#### Task goal:
The whole of the data is to be returned without a single change.

#### Entries supplied:
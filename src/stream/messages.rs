//! Streaming insert message types
//!
//! JSON text frames in both directions, tagged by `type`.

use serde::{Deserialize, Serialize};

use crate::api::dto::BatchInsertRequest;
use crate::pipeline::InsertSummary;

/// Messages sent by the client
#[derive(Debug, Clone, Deserialize, Serialize)]
#[serde(tag = "type", rename_all = "snake_case")]
pub enum ClientMessage {
    /// One insert batch; `seq` is echoed in the reply
    Batch {
        #[serde(default)]
        seq: Option<u64>,
        #[serde(flatten)]
        request: BatchInsertRequest,
    },
    /// Keepalive
    Ping,
}

/// Messages sent by the server
#[derive(Debug, Clone, Serialize, Deserialize)]
#[serde(tag = "type", rename_all = "snake_case")]
pub enum ServerMessage {
    /// Connection accepted; `buffer` batches may be in flight
    Ready { buffer: usize },
    /// A batch was processed
    Summary {
        #[serde(skip_serializing_if = "Option::is_none")]
        seq: Option<u64>,
        summary: InsertSummary,
    },
    /// A message or batch was rejected
    Error {
        #[serde(skip_serializing_if = "Option::is_none")]
        seq: Option<u64>,
        code: String,
        message: String,
        #[serde(skip_serializing_if = "Option::is_none")]
        committed: Option<u64>,
    },
    Pong,
}

impl ServerMessage {
    pub fn error(seq: Option<u64>, code: &str, message: impl Into<String>) -> Self {
        ServerMessage::Error {
            seq,
            code: code.to_string(),
            message: message.into(),
            committed: None,
        }
    }
}

#[cfg(test)]
mod tests {
    use super::*;

    #[test]
    fn test_parse_batch_message() {
        let json = r#"{"type":"batch","seq":3,"indexId":"001","records":[{"txId":"a","data":{"speeding":70}}]}"#;
        match serde_json::from_str::<ClientMessage>(json).unwrap() {
            ClientMessage::Batch { seq, request } => {
                assert_eq!(seq, Some(3));
                assert_eq!(request.index_id.as_deref(), Some("001"));
                assert_eq!(request.records[0].data["speeding"], "70");
            }
            other => panic!("unexpected message: {:?}", other),
        }
    }

    #[test]
    fn test_parse_ping() {
        assert!(matches!(
            serde_json::from_str::<ClientMessage>(r#"{"type":"ping"}"#).unwrap(),
            ClientMessage::Ping
        ));
        assert!(serde_json::from_str::<ClientMessage>(r#"{"type":"subscribe"}"#).is_err());
    }

    #[test]
    fn test_server_message_tags() {
        let msg = ServerMessage::error(Some(1), "INVALID_QUERY", "bad");
        let json = serde_json::to_value(&msg).unwrap();
        assert_eq!(json["type"], "error");
        assert_eq!(json["seq"], 1);
        assert!(json.get("committed").is_none());

        let json = serde_json::to_value(ServerMessage::Ready { buffer: 4 }).unwrap();
        assert_eq!(json["type"], "ready");
    }
}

#### Result for this exercise:
filename src/stream/messages.rs
//! Streaming insert message types
//!
//! JSON text frames in both directions, tagged by `type`.

use serde::{Deserialize, Serialize};

use crate::api::dto::BatchInsertRequest;
use crate::pipeline::InsertSummary;

/// Messages sent by the client
#[derive(Debug, Clone, Deserialize, Serialize)]
#[serde(tag = "type", rename_all = "snake_case")]
pub enum ClientMessage {
    /// One insert batch; `seq` is echoed in the reply
    Batch {
        #[serde(default)]
        seq: Option<u64>,
        #[serde(flatten)]
        request: BatchInsertRequest,
    },
    /// Keepalive
    Ping,
}

/// Messages sent by the server
#[derive(Debug, Clone, Serialize, Deserialize)]
#[serde(tag = "type", rename_all = "snake_case")]
pub enum ServerMessage {
    /// Connection accepted; `buffer` batches may be in flight
    Ready { buffer: usize },
    /// A batch was processed
    Summary {
        #[serde(skip_serializing_if = "Option::is_none")]
        seq: Option<u64>,
        summary: InsertSummary,
    },
    /// A message or batch was rejected
    Error {
        #[serde(skip_serializing_if = "Option::is_none")]
        seq: Option<u64>,
        code: String,
        message: String,
        #[serde(skip_serializing_if = "Option::is_none")]
        committed: Option<u64>,
    },
    Pong,
}

impl ServerMessage {
    pub fn error(seq: Option<u64>, code: &str, message: impl Into<String>) -> Self {
        ServerMessage::Error {
            seq,
            code: code.to_string(),
            message: message.into(),
            committed: None,
        }
    }
}

#[cfg(test)]
mod tests {
    use super::*;

    #[test]
    fn test_parse_batch_message() {
        let json = r#"{"type":"batch","seq":3,"indexId":"001","records":[{"txId":"a","data":{"speeding":70}}]}"#;
        match serde_json::from_str::<ClientMessage>(json).unwrap() {
            ClientMessage::Batch { seq, request } => {
                assert_eq!(seq, Some(3));
                assert_eq!(request.index_id.as_deref(), Some("001"));
                assert_eq!(request.records[0].data["speeding"], "70");
            }
            other => panic!("unexpected message: {:?}", other),
        }
    }

    #[test]
    fn test_parse_ping() {
        assert!(matches!(
            serde_json::from_str::<ClientMessage>(r#"{"type":"ping"}"#).unwrap(),
            ClientMessage::Ping
        ));
        assert!(serde_json::from_str::<ClientMessage>(r#"{"type":"subscribe"}"#).is_err());
    }

    #[test]
    fn test_server_message_tags() {
        let msg = ServerMessage::error(Some(1), "INVALID_QUERY", "bad");
        let json = serde_json::to_value(&msg).unwrap();
        assert_eq!(json["type"], "error");
        assert_eq!(json["seq"], 1);
        assert!(json.get("committed").is_none());

        let json = serde_json::to_value(ServerMessage::Ready { buffer: 4 }).unwrap();
        assert_eq!(json["type"], "ready");
    }
}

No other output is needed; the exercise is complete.